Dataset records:

::::::::::

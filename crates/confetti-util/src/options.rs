//! Parse options and syntax extensions.

/// Default maximum directive nesting depth.
pub const DEFAULT_MAX_DEPTH: usize = i16::MAX as usize;

/// Opt-in syntax extensions.
///
/// All extensions default to off; the base language is exactly the core
/// Confetti grammar.
#[derive(Clone, Debug, Default, PartialEq, Eq)]
pub struct Extensions {
    /// Recognize `// ...` and `/* ... */` comments in addition to `# ...`.
    pub c_style_comments: bool,
    /// Treat a parenthesized group `( ... )` as a single argument.
    pub expression_arguments: bool,
    /// Literal strings promoted to stand-alone arguments wherever they
    /// appear. Supplied as raw bytes so validation can reject malformed
    /// UTF-8; each string must otherwise contain only argument
    /// characters, a NUL byte ends it early, and empty strings are
    /// ignored.
    pub punctuator_arguments: Vec<Vec<u8>>,
}

/// Caller-supplied parse configuration.
///
/// # Examples
///
/// ```
/// use confetti_util::{Extensions, Options};
///
/// let options = Options {
///     allow_bidi: true,
///     extensions: Extensions {
///         c_style_comments: true,
///         ..Extensions::default()
///     },
///     ..Options::default()
/// };
/// assert_eq!(options.max_depth, confetti_util::DEFAULT_MAX_DEPTH);
/// ```
#[derive(Clone, Debug, PartialEq, Eq)]
pub struct Options {
    /// Maximum directive nesting depth. Zero selects the default.
    pub max_depth: usize,
    /// Accept Unicode bidirectional formatting characters. When false,
    /// any such character in the source is a syntax error, even inside
    /// comments and quoted arguments.
    pub allow_bidi: bool,
    /// Opt-in syntax extensions.
    pub extensions: Extensions,
}

impl Options {
    /// Returns the nesting depth limit, substituting the default for zero.
    #[inline]
    pub fn effective_max_depth(&self) -> usize {
        if self.max_depth == 0 {
            DEFAULT_MAX_DEPTH
        } else {
            self.max_depth
        }
    }
}

impl Default for Options {
    fn default() -> Self {
        Self {
            max_depth: DEFAULT_MAX_DEPTH,
            allow_bidi: false,
            extensions: Extensions::default(),
        }
    }
}
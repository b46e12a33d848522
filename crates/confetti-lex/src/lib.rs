//! confetti-lex - Lexical analysis for the Confetti configuration
//! language.
//!
//! The lexer turns raw source bytes into a stream of tokens: arguments in
//! their four surface forms (unquoted, quoted, triple-quoted, expression),
//! the structural punctuators `{`, `}`, and `;`, new lines, line
//! continuations, and end-of-input. White space and comments never reach
//! the parser; comments are reported through a side channel instead.
//!
//! The pipeline under the hood:
//!
//! - [`utf8`]: a table-driven DFA decoder from bytes to scalars,
//! - [`unicode`]: character classification (space, punctuator, argument,
//!   forbidden, bidi),
//! - [`cursor`]: the byte cursor shared by the scanning routines,
//! - [`punctuator`]: longest-match index for user-declared punctuator
//!   arguments,
//! - [`lexer`]: the rewindable single-token look-ahead itself.

pub mod cursor;
pub mod lexer;
pub mod punctuator;
pub mod token;
pub mod unicode;
pub mod utf8;

mod edge_cases;

pub use lexer::{Lexer, LexerState};
pub use punctuator::PunctuatorIndex;
pub use token::{Token, TokenFlags, TokenKind};
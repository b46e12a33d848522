//! Value materialization.
//!
//! An argument token's value is its lexeme with the enclosing delimiters
//! trimmed and escapes resolved: the backslash is dropped and the escaped
//! scalar is copied verbatim. In a single-quoted argument a backslash
//! followed by a new line elides both (soft line continuation).
//!
//! Materialization is two-pass: the parser first measures every argument
//! of a directive with [`Lexer::value_len`], reserves one exactly-sized
//! buffer, then rewinds and copies with [`Lexer::append_value`].

use confetti_util::{Error, Result};

use crate::token::{Token, TokenFlags};
use crate::unicode::newline_len;
use crate::utf8::{decode, Decoded};

use super::Lexer;

impl Lexer<'_> {
    /// Returns the decoded length of the token's value in bytes.
    pub fn value_len(&self, tok: &Token) -> Result<usize> {
        self.walk_value(tok, |_| {})
    }

    /// Appends the token's decoded value to `out` and returns its length
    /// in bytes.
    pub fn append_value(&self, tok: &Token, out: &mut String) -> Result<usize> {
        self.walk_value(tok, |ch| out.push(ch))
    }

    /// Walks the trimmed lexeme resolving escapes, feeding each value
    /// scalar to `emit`.
    fn walk_value(&self, tok: &Token, mut emit: impl FnMut(char)) -> Result<usize> {
        let src = self.cursor.source();
        let trim = tok.trim as usize;
        let mut at = tok.span.start + trim;
        let stop = tok.span.end - trim;
        let mut nbytes = 0;

        while at < stop {
            if src[at] == b'\\' {
                at += 1;
                if tok.flags.contains(TokenFlags::QUOTED) {
                    if let Some(nl) = newline_len(src, at)? {
                        at += nl;
                        continue;
                    }
                }
            }
            match decode(src, at) {
                Decoded::Scalar { ch, len } => {
                    emit(ch);
                    nbytes += len;
                    at += len;
                }
                // The scanner validated this lexeme already.
                Decoded::End | Decoded::Malformed => {
                    return Err(Error::illegal_byte_sequence(at))
                }
            }
        }
        Ok(nbytes)
    }
}

#[cfg(test)]
mod tests {
    use super::*;
    use confetti_util::Options;

    fn value_of(source: &[u8]) -> String {
        let options = Options::default();
        let mut lexer = Lexer::new(source, &options).unwrap();
        let tok = lexer.peek().unwrap();
        let mut out = String::new();
        let n = lexer.append_value(&tok, &mut out).unwrap();
        assert_eq!(n, out.len());
        assert_eq!(lexer.value_len(&tok).unwrap(), out.len());
        out
    }

    #[test]
    fn test_unquoted_value_is_lexeme() {
        assert_eq!(value_of(b"plain"), "plain");
    }

    #[test]
    fn test_unquoted_escapes_resolved() {
        assert_eq!(value_of(br"a\;b\{c\}d"), "a;b{c}d");
        assert_eq!(value_of(br"back\\slash"), r"back\slash");
        // Escaping an ordinary character copies it verbatim.
        assert_eq!(value_of(br"a\nb"), "anb");
    }

    #[test]
    fn test_quoted_value_trims_quotes() {
        assert_eq!(value_of(b"\"hello world\""), "hello world");
        assert_eq!(value_of(br#""he said \"hi\"""#), "he said \"hi\"");
    }

    #[test]
    fn test_quoted_soft_continuation_elided() {
        assert_eq!(value_of(b"\"ab\\\ncd\""), "abcd");
        assert_eq!(value_of(b"\"ab\\\r\ncd\""), "abcd");
    }

    #[test]
    fn test_triple_quoted_preserves_newlines() {
        assert_eq!(value_of(b"\"\"\"line1\nline2\"\"\""), "line1\nline2");
    }

    #[test]
    fn test_triple_quoted_escapes() {
        assert_eq!(value_of(b"\"\"\"a\\\"b\"\"\""), "a\"b");
    }

    #[test]
    fn test_empty_quoted_value() {
        assert_eq!(value_of(b"\"\""), "");
        assert_eq!(value_of(br#""""""""#), "");
    }

    #[test]
    fn test_multibyte_value() {
        assert_eq!(value_of("\"日本語\"".as_bytes()), "日本語");
    }
}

::::::::::

**Try it**
State how many lines in the records above contain the word "length", and give only that number.

**The answer**
2